● **WHAT IS BEING ASKED**
When the line with "filename src/bayes.rs" appears below, start repeating lines exactly, and keep going through the line with "scores new ones."; add nothing outside that span.

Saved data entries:
%%

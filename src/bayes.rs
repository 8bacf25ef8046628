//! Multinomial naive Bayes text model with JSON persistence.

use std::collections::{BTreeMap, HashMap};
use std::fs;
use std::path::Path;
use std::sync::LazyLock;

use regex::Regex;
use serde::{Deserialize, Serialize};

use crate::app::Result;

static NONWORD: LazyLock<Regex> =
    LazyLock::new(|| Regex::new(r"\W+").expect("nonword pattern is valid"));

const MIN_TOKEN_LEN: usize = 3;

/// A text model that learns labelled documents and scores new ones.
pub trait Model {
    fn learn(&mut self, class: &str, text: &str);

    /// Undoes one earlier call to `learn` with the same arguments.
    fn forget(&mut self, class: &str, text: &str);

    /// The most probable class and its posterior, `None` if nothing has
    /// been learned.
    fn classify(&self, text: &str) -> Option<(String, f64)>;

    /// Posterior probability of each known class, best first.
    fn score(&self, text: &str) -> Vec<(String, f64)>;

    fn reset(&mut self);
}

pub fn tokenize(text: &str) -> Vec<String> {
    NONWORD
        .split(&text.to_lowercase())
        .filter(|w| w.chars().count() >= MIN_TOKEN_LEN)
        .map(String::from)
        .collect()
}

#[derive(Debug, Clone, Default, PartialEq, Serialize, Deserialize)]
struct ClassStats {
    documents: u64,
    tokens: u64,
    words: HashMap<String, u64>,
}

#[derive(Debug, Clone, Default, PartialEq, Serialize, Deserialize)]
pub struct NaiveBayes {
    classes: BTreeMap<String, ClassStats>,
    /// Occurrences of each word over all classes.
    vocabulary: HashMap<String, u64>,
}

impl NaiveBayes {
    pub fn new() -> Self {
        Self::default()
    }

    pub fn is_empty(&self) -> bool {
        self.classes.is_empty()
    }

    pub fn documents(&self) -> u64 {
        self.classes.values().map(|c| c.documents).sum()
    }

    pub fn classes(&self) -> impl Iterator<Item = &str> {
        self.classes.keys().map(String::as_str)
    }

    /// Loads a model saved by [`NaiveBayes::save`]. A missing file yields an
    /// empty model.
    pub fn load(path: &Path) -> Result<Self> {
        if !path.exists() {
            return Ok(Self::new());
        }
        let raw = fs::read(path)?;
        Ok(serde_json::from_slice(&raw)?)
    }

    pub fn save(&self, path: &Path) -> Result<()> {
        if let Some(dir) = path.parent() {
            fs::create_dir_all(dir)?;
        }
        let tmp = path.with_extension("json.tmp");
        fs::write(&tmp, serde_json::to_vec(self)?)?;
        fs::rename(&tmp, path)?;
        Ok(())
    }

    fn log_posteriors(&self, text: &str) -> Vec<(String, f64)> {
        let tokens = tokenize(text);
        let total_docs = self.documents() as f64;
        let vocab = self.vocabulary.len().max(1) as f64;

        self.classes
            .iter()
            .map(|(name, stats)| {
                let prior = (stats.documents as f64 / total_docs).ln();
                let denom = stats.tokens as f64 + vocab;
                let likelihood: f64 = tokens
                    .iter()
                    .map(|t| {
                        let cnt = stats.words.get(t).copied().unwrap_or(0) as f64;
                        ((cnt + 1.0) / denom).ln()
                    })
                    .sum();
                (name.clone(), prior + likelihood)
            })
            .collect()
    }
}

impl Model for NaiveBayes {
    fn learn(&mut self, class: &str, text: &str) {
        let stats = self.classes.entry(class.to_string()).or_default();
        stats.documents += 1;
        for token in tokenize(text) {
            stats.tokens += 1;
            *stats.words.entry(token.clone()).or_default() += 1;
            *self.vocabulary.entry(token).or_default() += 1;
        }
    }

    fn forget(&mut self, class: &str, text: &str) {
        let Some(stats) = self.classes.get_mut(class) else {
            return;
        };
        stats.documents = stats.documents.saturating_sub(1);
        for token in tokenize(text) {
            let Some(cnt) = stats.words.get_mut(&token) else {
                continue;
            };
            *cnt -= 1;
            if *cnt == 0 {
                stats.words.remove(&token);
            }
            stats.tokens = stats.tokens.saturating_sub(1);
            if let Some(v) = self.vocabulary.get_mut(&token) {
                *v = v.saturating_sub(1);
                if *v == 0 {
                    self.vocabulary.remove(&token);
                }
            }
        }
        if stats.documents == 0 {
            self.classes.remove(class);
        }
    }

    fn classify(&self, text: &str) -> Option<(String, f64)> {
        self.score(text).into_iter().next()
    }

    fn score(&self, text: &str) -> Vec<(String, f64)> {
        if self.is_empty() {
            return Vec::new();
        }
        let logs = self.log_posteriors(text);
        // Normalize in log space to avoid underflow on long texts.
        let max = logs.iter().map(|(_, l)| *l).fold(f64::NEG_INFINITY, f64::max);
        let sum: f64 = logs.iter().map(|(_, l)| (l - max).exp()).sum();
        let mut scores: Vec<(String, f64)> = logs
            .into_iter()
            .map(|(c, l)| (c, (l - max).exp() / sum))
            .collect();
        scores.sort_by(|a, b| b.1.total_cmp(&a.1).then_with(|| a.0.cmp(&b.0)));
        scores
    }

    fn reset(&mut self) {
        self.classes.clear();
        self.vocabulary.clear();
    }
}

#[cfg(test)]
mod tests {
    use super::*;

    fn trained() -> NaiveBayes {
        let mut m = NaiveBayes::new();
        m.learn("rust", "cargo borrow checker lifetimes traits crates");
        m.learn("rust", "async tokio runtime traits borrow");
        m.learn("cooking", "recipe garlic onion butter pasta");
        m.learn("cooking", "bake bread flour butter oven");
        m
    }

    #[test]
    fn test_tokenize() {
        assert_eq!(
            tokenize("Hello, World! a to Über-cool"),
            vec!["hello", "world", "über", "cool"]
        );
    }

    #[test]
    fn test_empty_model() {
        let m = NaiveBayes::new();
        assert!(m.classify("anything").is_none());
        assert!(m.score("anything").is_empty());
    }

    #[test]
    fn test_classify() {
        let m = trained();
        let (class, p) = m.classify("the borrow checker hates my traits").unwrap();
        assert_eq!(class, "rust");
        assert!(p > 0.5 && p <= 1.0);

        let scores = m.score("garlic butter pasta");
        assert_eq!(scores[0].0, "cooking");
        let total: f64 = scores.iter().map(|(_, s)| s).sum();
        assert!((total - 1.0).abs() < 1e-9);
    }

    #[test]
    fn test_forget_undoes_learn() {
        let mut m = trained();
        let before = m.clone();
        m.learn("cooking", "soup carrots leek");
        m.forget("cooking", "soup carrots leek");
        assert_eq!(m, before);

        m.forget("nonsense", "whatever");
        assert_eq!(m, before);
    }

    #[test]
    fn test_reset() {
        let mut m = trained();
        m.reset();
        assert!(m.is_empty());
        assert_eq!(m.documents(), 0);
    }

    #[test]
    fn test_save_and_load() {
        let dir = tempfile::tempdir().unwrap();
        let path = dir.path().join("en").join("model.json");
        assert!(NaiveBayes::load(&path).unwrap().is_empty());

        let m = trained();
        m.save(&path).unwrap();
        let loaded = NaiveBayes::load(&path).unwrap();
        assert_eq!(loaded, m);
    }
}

%%
%%

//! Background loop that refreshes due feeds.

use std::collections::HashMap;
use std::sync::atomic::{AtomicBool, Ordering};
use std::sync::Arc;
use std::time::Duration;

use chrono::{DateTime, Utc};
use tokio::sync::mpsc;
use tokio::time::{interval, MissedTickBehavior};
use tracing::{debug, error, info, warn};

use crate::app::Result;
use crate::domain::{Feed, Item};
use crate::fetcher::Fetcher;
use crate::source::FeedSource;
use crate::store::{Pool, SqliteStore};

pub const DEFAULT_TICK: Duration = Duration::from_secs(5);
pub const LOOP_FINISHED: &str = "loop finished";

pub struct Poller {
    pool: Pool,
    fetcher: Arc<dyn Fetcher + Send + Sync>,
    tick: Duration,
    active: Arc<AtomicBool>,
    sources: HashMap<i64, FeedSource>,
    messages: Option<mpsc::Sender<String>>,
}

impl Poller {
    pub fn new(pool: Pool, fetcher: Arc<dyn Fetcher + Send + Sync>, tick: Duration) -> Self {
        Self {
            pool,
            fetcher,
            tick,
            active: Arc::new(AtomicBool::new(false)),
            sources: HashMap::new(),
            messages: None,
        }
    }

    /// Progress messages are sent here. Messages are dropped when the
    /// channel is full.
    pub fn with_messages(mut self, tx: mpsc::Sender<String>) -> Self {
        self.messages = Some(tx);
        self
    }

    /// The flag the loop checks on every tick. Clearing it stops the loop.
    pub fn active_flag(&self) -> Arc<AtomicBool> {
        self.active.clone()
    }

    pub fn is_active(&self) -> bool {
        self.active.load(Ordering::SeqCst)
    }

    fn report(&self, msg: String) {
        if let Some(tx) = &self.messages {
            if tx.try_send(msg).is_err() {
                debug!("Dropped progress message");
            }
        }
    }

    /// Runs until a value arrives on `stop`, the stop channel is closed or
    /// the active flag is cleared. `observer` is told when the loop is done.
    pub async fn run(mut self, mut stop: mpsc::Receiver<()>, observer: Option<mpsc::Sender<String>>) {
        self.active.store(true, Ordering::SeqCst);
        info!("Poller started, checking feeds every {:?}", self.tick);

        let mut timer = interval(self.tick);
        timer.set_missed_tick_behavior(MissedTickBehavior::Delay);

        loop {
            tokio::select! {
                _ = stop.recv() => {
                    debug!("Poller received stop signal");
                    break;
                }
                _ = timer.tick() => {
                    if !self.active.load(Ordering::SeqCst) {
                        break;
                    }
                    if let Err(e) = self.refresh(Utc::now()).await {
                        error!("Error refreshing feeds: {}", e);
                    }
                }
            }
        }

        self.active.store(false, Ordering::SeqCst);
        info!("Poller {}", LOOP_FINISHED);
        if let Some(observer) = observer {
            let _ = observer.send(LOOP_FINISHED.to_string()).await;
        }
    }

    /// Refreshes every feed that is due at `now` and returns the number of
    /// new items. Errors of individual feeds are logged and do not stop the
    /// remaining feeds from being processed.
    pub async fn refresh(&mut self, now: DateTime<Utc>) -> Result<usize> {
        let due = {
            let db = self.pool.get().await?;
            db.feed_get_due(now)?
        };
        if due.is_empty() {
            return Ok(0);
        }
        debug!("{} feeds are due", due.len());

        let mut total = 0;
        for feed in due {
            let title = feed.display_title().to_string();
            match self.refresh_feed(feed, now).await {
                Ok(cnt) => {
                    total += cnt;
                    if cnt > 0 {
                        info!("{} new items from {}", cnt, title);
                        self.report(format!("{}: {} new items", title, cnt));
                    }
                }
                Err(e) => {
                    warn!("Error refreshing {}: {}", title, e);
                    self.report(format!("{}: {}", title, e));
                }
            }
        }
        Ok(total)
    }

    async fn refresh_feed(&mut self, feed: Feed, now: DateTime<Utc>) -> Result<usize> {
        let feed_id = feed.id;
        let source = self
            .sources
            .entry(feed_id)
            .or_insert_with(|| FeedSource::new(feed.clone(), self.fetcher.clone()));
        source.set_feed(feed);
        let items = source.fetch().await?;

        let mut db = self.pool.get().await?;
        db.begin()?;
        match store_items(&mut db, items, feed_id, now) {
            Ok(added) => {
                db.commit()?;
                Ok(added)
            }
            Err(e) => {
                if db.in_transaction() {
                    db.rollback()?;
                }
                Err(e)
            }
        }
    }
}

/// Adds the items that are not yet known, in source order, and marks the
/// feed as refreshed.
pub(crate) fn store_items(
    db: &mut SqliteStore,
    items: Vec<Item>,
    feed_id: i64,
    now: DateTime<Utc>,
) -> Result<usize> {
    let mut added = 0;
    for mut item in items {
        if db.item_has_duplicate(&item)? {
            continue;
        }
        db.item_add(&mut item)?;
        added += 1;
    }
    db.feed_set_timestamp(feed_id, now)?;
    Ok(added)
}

%%

● **EXERCISE RESPONSE**
filename src/bayes.rs
repository 8bacf25ef8046628
//! Multinomial naive Bayes text model with JSON persistence.

use std::collections::{BTreeMap, HashMap};
use std::fs;
use std::path::Path;
use std::sync::LazyLock;

use regex::Regex;
use serde::{Deserialize, Serialize};

use crate::app::Result;

static NONWORD: LazyLock<Regex> =
    LazyLock::new(|| Regex::new(r"\W+").expect("nonword pattern is valid"));

const MIN_TOKEN_LEN: usize = 3;

/// A text model that learns labelled documents and scores new ones.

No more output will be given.